Don't shut out bright young medics
I REFER to the letter from Dr David Fang, Honorary Secretary, of the Hong Kong Academy of Medicine (South China Morning Post, April 24).
Dr Fang said the academy's admission requirements were 'reasonable' and had been decided after 'extensive consultation'.
I am very doubtful that there was adequate consultation.
How thorough was the consultation? Almost all American specialist qualifications demand only four to five years' training. But their standards are so high, that their level of competence is recognised throughout North America.
It is therefore absurd to deny North American specialist qualification holders the right to become fellow members of the Hong Kong academy, because they fall short of the 'time rule' requirements, that is, have not had a total of six years' training.
Let me give some concrete facts and some examples.
The American Board of Certified Surgeons requires five years of training.
The American Board of Internal Medicine requires three years' training and a further two years of sub-specialty training (in, for example, nephrology, endocrinology, rheumatology, haemotology), making a total of five years' intensive and comprehensive training.
The American Board of Obstetrics and Gynaecology requires four years' intensive training only.
The Canadian College of Surgeons requires five years' training in general surgery.
To put the whole thing in perspective, a good example to use, would be general surgery.
The training process in Hong Kong even in the busiest hospital, affords surgeons the opportunity to perform less than 800 operations over a six-year training period, including pre and post-qualification residency.
In the US, I know of no newly-qualified, board-certified surgeons who have performed less than 1,200 operations during a five-year residency period. Take the case of kidney transplants in the US.
In Pittsburgh University Hospital alone, no less than 200 transplants are performed annually and yet their nephrology surgeons are trained for two years after the three years required to qualify for membership of the board of certified internal medicine. This makes a total of five years.
They are then recognised as specialists and do not need to do any further training.
The Hong Kong Academy of Medicine should evaluate overseas specialist qualifications with care.
Such qualifications should be the subject of objective and thorough investigation. Only after such an investigation should an overseas qualification be accepted or refused.
If the time period to be used as a yardstick is not to be revised, then only a few lucky ones will get into the academy.
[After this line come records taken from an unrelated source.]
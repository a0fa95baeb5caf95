//! Upstream archive sources.

pub mod http;

pub use http::HttpArchiveSource;

use crate::error::Result;
use async_trait::async_trait;
use bytes::Bytes;

/// A downloaded archive and the version token that came with it.
#[derive(Debug, Clone)]
pub struct FetchedArchive {
    /// Raw archive bytes.
    pub body: Bytes,
    /// Version token (ETag) of the body, if the upstream sent one.
    pub version: Option<String>,
}

/// Where blocklist archives come from.
#[async_trait]
pub trait ArchiveSource: Send + Sync {
    /// Fetch only the current version token of the archive.
    async fn head(&self) -> Result<Option<String>>;

    /// Download the archive, failing once the body grows past `max_bytes`.
    async fn fetch(&self, max_bytes: usize) -> Result<FetchedArchive>;

    /// Location of the archive, for logging.
    fn location(&self) -> &str;
}

/// Turn a raw version header into a token; blank values count as absent.
pub(crate) fn version_token(raw: Option<&str>) -> Option<String> {
    raw.map(str::trim)
        .filter(|v| !v.is_empty())
        .map(str::to_string)
}
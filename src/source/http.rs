//! HTTP archive source.

use super::{version_token, ArchiveSource, FetchedArchive};
use crate::error::{LoadError, Result};
use async_trait::async_trait;
use bytes::{Bytes, BytesMut};
use reqwest::header::{HeaderMap, ETAG};
use reqwest::{Client, Response};
use std::time::Duration;
use tracing::debug;

/// Initial buffer size when the upstream does not announce a length.
const INITIAL_BUFFER: usize = 64 * 1024;

/// Fetches a blocklist archive over HTTP(S).
pub struct HttpArchiveSource {
    url: String,
    client: Client,
}

impl HttpArchiveSource {
    /// Create a new source with its own client.
    pub fn new(url: impl Into<String>, request_timeout: Duration) -> Result<Self> {
        let client = Client::builder()
            .timeout(request_timeout)
            .user_agent(concat!("badip-service/", env!("CARGO_PKG_VERSION")))
            .build()?;

        Ok(Self::with_client(url, client))
    }

    /// Create a new source with a custom client.
    pub fn with_client(url: impl Into<String>, client: Client) -> Self {
        Self {
            url: url.into(),
            client,
        }
    }

    fn check_status(&self, response: &Response) -> Result<()> {
        let status = response.status();
        if status.is_success() {
            Ok(())
        } else {
            Err(LoadError::UnexpectedStatus {
                status: status.as_u16(),
                url: self.url.clone(),
            })
        }
    }
}

#[async_trait]
impl ArchiveSource for HttpArchiveSource {
    async fn head(&self) -> Result<Option<String>> {
        let response = self.client.head(&self.url).send().await?;
        self.check_status(&response)?;
        Ok(etag(response.headers()))
    }

    async fn fetch(&self, max_bytes: usize) -> Result<FetchedArchive> {
        let mut response = self.client.get(&self.url).send().await?;
        self.check_status(&response)?;

        let declared = response.content_length();
        if declared.is_some_and(|len| len > max_bytes as u64) {
            return Err(LoadError::DownloadTooLarge { limit: max_bytes });
        }

        let version = etag(response.headers());

        // The declared length is only a hint; chunked responses have none
        // and the limit is enforced on the bytes actually received.
        let mut body = BoundedBody::new(max_bytes, declared);
        while let Some(chunk) = response.chunk().await? {
            body.push(&chunk)?;
        }
        let body = body.finish();

        debug!(url = %self.url, bytes = body.len(), "Archive downloaded");

        Ok(FetchedArchive { body, version })
    }

    fn location(&self) -> &str {
        &self.url
    }
}

fn etag(headers: &HeaderMap) -> Option<String> {
    version_token(headers.get(ETAG).and_then(|v| v.to_str().ok()))
}

/// Accumulates a response body up to a hard byte limit.
struct BoundedBody {
    buf: BytesMut,
    limit: usize,
}

impl BoundedBody {
    fn new(limit: usize, hint: Option<u64>) -> Self {
        let initial = hint
            .and_then(|len| usize::try_from(len).ok())
            .unwrap_or(INITIAL_BUFFER)
            .min(limit);
        Self {
            buf: BytesMut::with_capacity(initial),
            limit,
        }
    }

    fn push(&mut self, chunk: &[u8]) -> Result<()> {
        if self.buf.len() + chunk.len() > self.limit {
            return Err(LoadError::DownloadTooLarge { limit: self.limit });
        }
        self.buf.extend_from_slice(chunk);
        Ok(())
    }

    fn finish(self) -> Bytes {
        self.buf.freeze()
    }
}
This means that many young, but bright doctors, will find themselves left out in the cold.
It seems to me that the present sets of rules for academy admission requirements, are structured along the lines of the systems in some European countries, where it is obvious that there are not many cases to be handled during the training period.
In order to compensate for this shortfall in the handling of clinical cases, training periods take longer.
There is nothing wrong with countries structuring their training in this way, but we should also look at other countries and their training periods.
I look forward to a reply from the academy and from the College of Surgeons and the College of Physicians, to hear what they think.
It is important that we look at this issue objectively.